→ **YOUR GOAL**
Each line below from the one containing "creator.eq_ignore_ascii_case(&self.own_name)" through the one containing "let delay_secs = (INITIAL_DELAY_SECS" should be output exactly as it stands, and no other line should appear.

→ **SUPPLIED ENTRIES**
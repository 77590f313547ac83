use crate::handler::{Outcome, handle_comment, handle_post};
use crate::seen::SeenItems;
use crate::{Error, LemmyClient, Result};
use mtgcall_config::LemmyConfig;
use mtgcall_core::{CardCaller, CardSearch};
use std::collections::HashSet;
use std::future::Future;
use std::time::Duration;
use tokio::time::sleep;
use tracing::{debug, info, warn};

/// Polls Lemmy communities and answers `[[card name]]` calls.
pub struct LemmyBot<S> {
    pub(crate) client: LemmyClient,
    pub(crate) caller: CardCaller<S>,
    pub(crate) seen: SeenItems,
    config: LemmyConfig,
    /// Account name as reported by the instance, set by login
    own_name: String,
    /// Communities whose first fetch has gone through
    primed: HashSet<String>,
}

impl<S: CardSearch> LemmyBot<S> {
    pub fn new(config: LemmyConfig, search: S) -> Result<Self> {
        if config.instance.is_empty() {
            return Err(Error::Config("lemmy.instance is not set".into()));
        }
        if config.username_or_email.is_empty() || config.password.is_empty() {
            return Err(Error::Config(
                "lemmy.username_or_email and lemmy.password must be set".into(),
            ));
        }
        if config.communities.is_empty() {
            return Err(Error::Config("lemmy.communities is empty".into()));
        }

        let client = LemmyClient::new(&config.base_url())?;

        Ok(Self {
            client,
            caller: CardCaller::new(search),
            seen: SeenItems::default(),
            config,
            own_name: String::new(),
            primed: HashSet::new(),
        })
    }

    pub(crate) fn is_own(&self, creator: &str) -> bool {
        creator.eq_ignore_ascii_case(&self.own_name)
    }

    /// Items of a community not fetched before are backlog until its first
    /// successful poll, unless backlog replies are on.
    pub(crate) fn is_backlog(&self, community: &str) -> bool {
        !self.config.reply_to_backlog && !self.primed.contains(community)
    }

    /// Log in and learn the account name.
    ///
    /// Every reply carries `[[card name]]` in its trailer, so polling without
    /// knowing our own name would make the bot answer itself.
    async fn try_login(&mut self) -> Result<String> {
        self.client
            .login(&self.config.username_or_email, &self.config.password)
            .await?;

        self.client
            .my_name()
            .await?
            .ok_or_else(|| Error::Login("instance did not report the logged-in account".into()))
    }

    /// Log in, retrying with a growing delay: 2s, 4s, 6s, 8s, then 10s.
    /// Retries indefinitely until the instance accepts the login and
    /// reports the account name.
    pub async fn login_with_backoff(&mut self) {
        const INITIAL_DELAY_SECS: u64 = 2;
        const MAX_DELAY_SECS: u64 = 10;

        let mut attempt = 1u64;
        loop {
            match self.try_login().await {
                Ok(name) => {
                    info!("Running as @{name}");
                    self.own_name = name;
                    return;
                }
                Err(e) => {
                    let delay_secs = (INITIAL_DELAY_SECS * attempt).min(MAX_DELAY_SECS);

                    warn!("Login attempt {attempt} failed: {e}. Retrying in {delay_secs}s...");

                    if attempt == 1 {
                        warn!("This may be due to:");
                        warn!("  - Network connectivity issues");
                        warn!("  - Wrong instance, username or password");
                        warn!("  - The account's email not being verified yet");
                        warn!("  - The instance being temporarily unavailable");
                    }

                    sleep(Duration::from_secs(delay_secs)).await;
                    attempt += 1;
                }
            }
        }
    }

    /// Fetch one community and answer its new items, oldest first.
    async fn poll_community(&mut self, community: &str) -> Result<usize> {
        let limit = self.config.fetch_limit;
        let posts = self.client.list_posts(community, limit).await?;
        let comments = self.client.list_comments(community, limit).await?;

        let mut replied = 0;
        for view in posts.iter().rev() {
            if handle_post(self, community, view).await == Outcome::Replied {
                replied += 1;
            }
        }
        for view in comments.iter().rev() {
            if handle_comment(self, community, view).await == Outcome::Replied {
                replied += 1;
            }
        }

        let post_ids: HashSet<i64> = posts.iter().map(|v| v.post.id).collect();
        let comment_ids: HashSet<i64> = comments.iter().map(|v| v.comment.id).collect();
        self.seen.retain_posts(community, &post_ids);
        self.seen.retain_comments(community, &comment_ids);

        if self.primed.insert(community.to_string()) && !self.config.reply_to_backlog {
            info!(
                "Skipped {} existing item(s) in {community} on first poll",
                post_ids.len() + comment_ids.len()
            );
        }

        Ok(replied)
    }

    /// Poll every watched community once.
    ///
    /// A community that fails is logged and skipped until the next poll.
    /// Only a rejected session is returned as an error, since it affects
    /// every community. Returns the number of replies posted.
    pub async fn poll_once(&mut self) -> Result<usize> {
        let communities = self.config.communities.clone();
        let mut replied = 0;

        for community in &communities {
            match self.poll_community(community).await {
                Ok(n) => replied += n,
                Err(e) if e.is_unauthorized() => return Err(e),
                Err(e) => warn!("Skipping {community} this poll: {e}"),
            }
        }

        Ok(replied)
    }

    async fn poll_or_relogin(&mut self) {
        match self.poll_once().await {
            Ok(0) => debug!("Nothing to answer"),
            Ok(n) => info!("Posted {n} reply comment(s)"),
            Err(e) if e.is_unauthorized() => {
                warn!("Session rejected: {e}. Logging in again");
                self.login_with_backoff().await;
            }
            Err(e) => warn!("Poll failed: {e}"),
        }
    }

    async fn poll_then_wait(&mut self, interval: Duration) {
        self.poll_or_relogin().await;
        sleep(interval).await;
    }

    /// Run the bot until Ctrl+C
    pub async fn run(self) -> Result<()> {
        self.run_until(tokio::signal::ctrl_c()).await
    }

    /// Run the bot until `shutdown` resolves.
    ///
    /// `shutdown` is watched during login, polls and waits alike.
    pub async fn run_until<F>(mut self, shutdown: F) -> Result<()>
    where
        F: Future<Output = std::io::Result<()>>,
    {
        tokio::pin!(shutdown);

        tokio::select! {
            signal = &mut shutdown => {
                signal?;
                info!("Shutdown requested before login completed");
                return Ok(());
            }
            () = self.login_with_backoff() => {}
        }

        let interval = Duration::from_secs(self.config.seconds_between_polls);
        info!(
            "Watching {} every {}s",
            self.config.communities.join(", "),
            interval.as_secs()
        );

        loop {
            tokio::select! {
                signal = &mut shutdown => {
                    signal?;
                    info!("Shutdown requested, stopping");
                    break;
                }
                () = self.poll_then_wait(interval) => {}
            }
        }

        Ok(())
    }
}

→ **THE ANSWER**
        creator.eq_ignore_ascii_case(&self.own_name)
    }

    /// Items of a community not fetched before are backlog until its first
    /// successful poll, unless backlog replies are on.
    pub(crate) fn is_backlog(&self, community: &str) -> bool {
        !self.config.reply_to_backlog && !self.primed.contains(community)
    }

    /// Log in and learn the account name.
    ///
    /// Every reply carries `[[card name]]` in its trailer, so polling without
    /// knowing our own name would make the bot answer itself.
    async fn try_login(&mut self) -> Result<String> {
        self.client
            .login(&self.config.username_or_email, &self.config.password)
            .await?;

        self.client
            .my_name()
            .await?
            .ok_or_else(|| Error::Login("instance did not report the logged-in account".into()))
    }

    /// Log in, retrying with a growing delay: 2s, 4s, 6s, 8s, then 10s.
    /// Retries indefinitely until the instance accepts the login and
    /// reports the account name.
    pub async fn login_with_backoff(&mut self) {
        const INITIAL_DELAY_SECS: u64 = 2;
        const MAX_DELAY_SECS: u64 = 10;

        let mut attempt = 1u64;
        loop {
            match self.try_login().await {
                Ok(name) => {
                    info!("Running as @{name}");
                    self.own_name = name;
                    return;
                }
                Err(e) => {
                    let delay_secs = (INITIAL_DELAY_SECS * attempt).min(MAX_DELAY_SECS);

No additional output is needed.